EMO—Mike McKinnon is stressed. And it’s because of Bill 102.
The Emo pharmacist has been making plans to buy the pharmacy portion of Emo Drugs, but now he’s starting to think twice.
“I’m just stressed out about it, basically,” he remarked Friday morning. “I have no idea what’s going to happen. . . .
“Now I want to see how this Bill 102 pans out—to wait and see what happens after the smoke clears.”
Bill 102, The Transparent Drug System for Patients Act, passed third reading and received Royal Assent on June 20, 2006.
The bill amends the Ontario Drug Benefit Act (ODB), the province’s publicly-funded drug benefit program, and the Drug Inter-changeability and Dispensing Fee Act (DIDFA), which regulates the designation of generic drug products as interchangeable with brand name drugs.
But not all regulations surrounding the bill came into force last year—some are set to take effect March 1 or April 1 this year.
And although the bill sounds good for patients, promising better value for their money and improving access to drugs, it could be damaging for the smaller, one-pharmacy towns.
“I think it will definitely affect us here,” McKinnon warned. “It’s just hard to know to what extent. I’ll probably have a better idea in six months.”
For instance, as of tomorrow (March 1), the Ontario government is set to prohibit “cost-to-operator” claims for interchangeable listed drug products, with manufacturers unable to sell a listed drug product at a price higher than the drug benefit price.
This 50 percent generic pricing rule also will be reflected—meaning pharmacies must sell generic drugs at a cost of no more than 50 percent the equivalent name brand.
“Generic companies compete, so every now and then sometimes you get some for free and the government said if you’re getting deals, we want that deal passed on to us,” McKinnon explained.
“But that’s where we make our money,” he stressed.
Ronald Sapsford wrote in a December report he recognizes pharmacists have lost revenue from the mark-up on ODB prescriptions and is reviewing the problem.
He noted they intend to provide more details on how to address the situation in the future.
But to make up for this, explained McKinnon, pharmacists have been allowed to increase their dispensing fee from just $6.57 to $7.
“It’s absurdly low,” he remarked. “The dispensing fees should be around $10-$12.”
And although the cost of drugs has gone up by 150 percent for the province’s ODB plan in the past 10 years, McKinnon noted it’s been nearly 20 years since dispensing fees have increased.

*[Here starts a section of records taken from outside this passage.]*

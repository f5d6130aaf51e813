//! First-person walker: a fly camera constrained by the maze's walls and
//! handed between rooms through their exit faces.

use geom::Segment;
use glam::{DMat4, DVec3, dvec3};
use mathcore::{CameraInput, FlyCamera};

use crate::{Maze, RoomId};

/// How close the camera may get to a wall before a move is cancelled.
const WALL_CLEARANCE: f64 = 0.1;

pub struct Walker {
    camera: FlyCamera,
    maze: Maze,
    room: RoomId,
}

impl Walker {
    /// Start in the middle of the first junction.
    pub fn new(maze: Maze) -> Self {
        let start = maze.start();
        Self {
            camera: FlyCamera::new(start.point, dvec3(0.0, 0.0, -1.0)),
            room: RoomId::Junction(0),
            maze,
        }
    }

    /// Up vector of the current room at the camera position.
    pub fn up(&self) -> DVec3 {
        self.maze.room(self.room).up_at(self.camera.position)
    }

    /// Advance one frame. The camera's proposed move either crosses an exit
    /// face (handing the walker to the neighboring room), stays clear of the
    /// current room's faces, or is cancelled.
    pub fn update(&mut self, input: &CameraInput) {
        if !input.active {
            self.camera.velocity = DVec3::ZERO;
            return;
        }
        let up = self.up();
        let dt = input.delta_time_ms as f64 / 1000.0;
        self.camera.turn(input.cursor_dx, input.cursor_dy, up);

        let proposed = self.camera.position + self.camera.velocity * dt;
        let travel = Segment::new(self.camera.position, proposed);
        let room = self.maze.room(self.room);

        let crossed = room
            .exits()
            .iter()
            .find(|(_, door)| travel.crosses(door))
            .map(|(next, _)| *next);
        if let Some(next) = crossed {
            log::debug!("walker crossed into {:?}", next);
            self.room = next;
            self.camera.position = proposed;
        } else {
            let blocked = room.faces().iter().any(|face| {
                travel.crosses(face) || face.distance_to_point(proposed) < WALL_CLEARANCE
            });
            if !blocked {
                self.camera.position = proposed;
            }
        }

        self.camera.accelerate(input, up, dt);
    }

    /// World-to-camera matrix with the room-dependent up.
    pub fn view_matrix(&self) -> DMat4 {
        self.camera.view_matrix_with_up(self.up())
    }

    pub fn camera(&self) -> &FlyCamera {
        &self.camera
    }

    pub fn camera_mut(&mut self) -> &mut FlyCamera {
        &mut self.camera
    }

    pub fn room(&self) -> RoomId {
        self.room
    }

    pub fn maze(&self) -> &Maze {
        &self.maze
    }
}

In addition, the regulation change will allow pharmacy mark-up on drugs dispensed through the ODB plan to decrease from 10 percent to eight percent, and a two-tiered pricing system on generic drugs is proposed.
“It will be a nightmare to keep track of inventory,” McKinnon said, adding he’d have to have two inventories with the new system—one priced at one level and the other at the higher amount.
“It’s pretty complicated. . . . And no one has a clue what’s going to happen,” he stressed.
Rainy River Drugs pharmacist Sarah Berg told the Rainy River Record earlier this month that she projects she’ll lose between $10,000-$15,000 on her inventory alone.
“I will have to sell drugs at a lower price than I did before that date, and had to buy them at a higher price before that date,” she noted. “I hope I don’t have to close, but I can’t stay open losing money.”
But McKinnon isn’t feeling defeated yet.
“Worst-case scenario, this place might not be sustainable, but I don’t think it’s going to be that bad,” he remarked. “But you never know.”
He noted he’d really like to take over business, but is going to play it by ear before any further decisions are made.
“Hopefully it won’t be so bad that there will just be the big chain pharmacies left. That would be kind of scary,” he warned.